TASK OBJECTIVE:
Each record is to be written out exactly as it appears.

[INPUT DATA]

// SPDX-License-Identifier: MIT

//! HTTP fetcher - GET a JSON document per resource id

use crate::settle::config::{HttpFetcherConfig, ID_PLACEHOLDER};
use crate::settle::error::SettleError;
use crate::wait::{FetchError, Fetcher};
use async_trait::async_trait;
use reqwest::header::{HeaderMap, HeaderName, HeaderValue};
use reqwest::Client;
use serde_json::Value;
use std::env;
use std::time::Duration;
use url::Url;

/// Longest response body quoted in a status error
const MAX_ERROR_BODY: usize = 512;

/// Fetches a resource with `GET <url>` and decodes the body as JSON
pub struct HttpFetcher {
    client: Client,
    url_template: String,
    headers: HeaderMap,
    bearer_token: Option<String>,
}

impl HttpFetcher {
    /// Create a new HttpFetcher
    ///
    /// When `bearer_token_env` is set, that environment variable must be present.
    pub fn new(config: &HttpFetcherConfig) -> Result<Self, SettleError> {
        let bearer_token = match &config.bearer_token_env {
            Some(var) => Some(
                env::var(var).map_err(|_| SettleError::config(format!("{} must be set", var)))?,
            ),
            None => None,
        };

        let mut headers = HeaderMap::new();
        for (name, value) in &config.headers {
            let name = HeaderName::from_bytes(name.as_bytes())
                .map_err(|e| SettleError::config(format!("invalid header name '{}': {}", name, e)))?;
            let value = HeaderValue::from_str(value).map_err(|e| {
                SettleError::config(format!("invalid value for header '{}': {}", name, e))
            })?;
            headers.insert(name, value);
        }

        let mut builder = Client::builder();
        if let Some(secs) = config.request_timeout_secs {
            builder = builder.timeout(Duration::from_secs(secs));
        }

        Ok(Self {
            client: builder.build()?,
            url_template: config.url.clone(),
            headers,
            bearer_token,
        })
    }

    /// Build the request URL for a resource id. The id is percent-encoded.
    pub fn url_for(&self, resource_id: &str) -> Result<Url, SettleError> {
        let encoded: String =
            url::form_urlencoded::byte_serialize(resource_id.as_bytes()).collect();
        // byte_serialize writes spaces as '+', which only means space in query strings
        let encoded = encoded.replace('+', "%20");
        Ok(Url::parse(
            &self.url_template.replace(ID_PLACEHOLDER, &encoded),
        )?)
    }

    async fn get(&self, resource_id: &str) -> Result<Value, SettleError> {
        let url = self.url_for(resource_id)?;
        log::debug!("GET {}", url);

        let mut request = self.client.get(url.clone()).headers(self.headers.clone());
        if let Some(token) = &self.bearer_token {
            request = request.bearer_auth(token);
        }

        let response = request.send().await?;
        let status = response.status();
        if !status.is_success() {
            let mut body = response.text().await.unwrap_or_default();
            if body.len() > MAX_ERROR_BODY {
                let mut cut = MAX_ERROR_BODY;
                while !body.is_char_boundary(cut) {
                    cut -= 1;
                }
                body.truncate(cut);
            }
            return Err(SettleError::Status {
                status: status.as_u16(),
                url: url.to_string(),
                body,
            });
        }

        Ok(response.json::<Value>().await?)
    }
}

#[async_trait]
impl Fetcher for HttpFetcher {
    type Resource = Value;

    async fn fetch(&self, resource_id: &str) -> Result<Value, FetchError> {
        Ok(self.get(resource_id).await?)
    }
}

[/INPUT DATA]

SOLUTION FOR THIS PROBLEM:
// SPDX-License-Identifier: MIT

//! HTTP fetcher - GET a JSON document per resource id

use crate::settle::config::{HttpFetcherConfig, ID_PLACEHOLDER};
use crate::settle::error::SettleError;
use crate::wait::{FetchError, Fetcher};
use async_trait::async_trait;
use reqwest::header::{HeaderMap, HeaderName, HeaderValue};
use reqwest::Client;
use serde_json::Value;
use std::env;
use std::time::Duration;
use url::Url;

/// Longest response body quoted in a status error
const MAX_ERROR_BODY: usize = 512;

/// Fetches a resource with `GET <url>` and decodes the body as JSON
pub struct HttpFetcher {
    client: Client,
    url_template: String,
    headers: HeaderMap,
    bearer_token: Option<String>,
}

impl HttpFetcher {
    /// Create a new HttpFetcher
    ///
    /// When `bearer_token_env` is set, that environment variable must be present.
    pub fn new(config: &HttpFetcherConfig) -> Result<Self, SettleError> {
        let bearer_token = match &config.bearer_token_env {
            Some(var) => Some(
                env::var(var).map_err(|_| SettleError::config(format!("{} must be set", var)))?,
            ),
            None => None,
        };

        let mut headers = HeaderMap::new();
        for (name, value) in &config.headers {
            let name = HeaderName::from_bytes(name.as_bytes())
                .map_err(|e| SettleError::config(format!("invalid header name '{}': {}", name, e)))?;
            let value = HeaderValue::from_str(value).map_err(|e| {
                SettleError::config(format!("invalid value for header '{}': {}", name, e))
            })?;
            headers.insert(name, value);
        }

        let mut builder = Client::builder();
        if let Some(secs) = config.request_timeout_secs {
            builder = builder.timeout(Duration::from_secs(secs));
        }

        Ok(Self {
            client: builder.build()?,
            url_template: config.url.clone(),
            headers,
            bearer_token,
        })
    }

    /// Build the request URL for a resource id. The id is percent-encoded.
    pub fn url_for(&self, resource_id: &str) -> Result<Url, SettleError> {
        let encoded: String =
            url::form_urlencoded::byte_serialize(resource_id.as_bytes()).collect();
        // byte_serialize writes spaces as '+', which only means space in query strings
        let encoded = encoded.replace('+', "%20");
        Ok(Url::parse(
            &self.url_template.replace(ID_PLACEHOLDER, &encoded),
        )?)
    }

    async fn get(&self, resource_id: &str) -> Result<Value, SettleError> {
        let url = self.url_for(resource_id)?;
        log::debug!("GET {}", url);

        let mut request = self.client.get(url.clone()).headers(self.headers.clone());
        if let Some(token) = &self.bearer_token {
            request = request.bearer_auth(token);
        }

        let response = request.send().await?;
        let status = response.status();
        if !status.is_success() {
            let mut body = response.text().await.unwrap_or_default();
            if body.len() > MAX_ERROR_BODY {
                let mut cut = MAX_ERROR_BODY;
                while !body.is_char_boundary(cut) {
                    cut -= 1;
                }
                body.truncate(cut);
            }
            return Err(SettleError::Status {
                status: status.as_u16(),
                url: url.to_string(),
                body,
            });
        }

        Ok(response.json::<Value>().await?)
    }
}

#[async_trait]
impl Fetcher for HttpFetcher {
    type Resource = Value;

    async fn fetch(&self, resource_id: &str) -> Result<Value, FetchError> {
        Ok(self.get(resource_id).await?)
    }
}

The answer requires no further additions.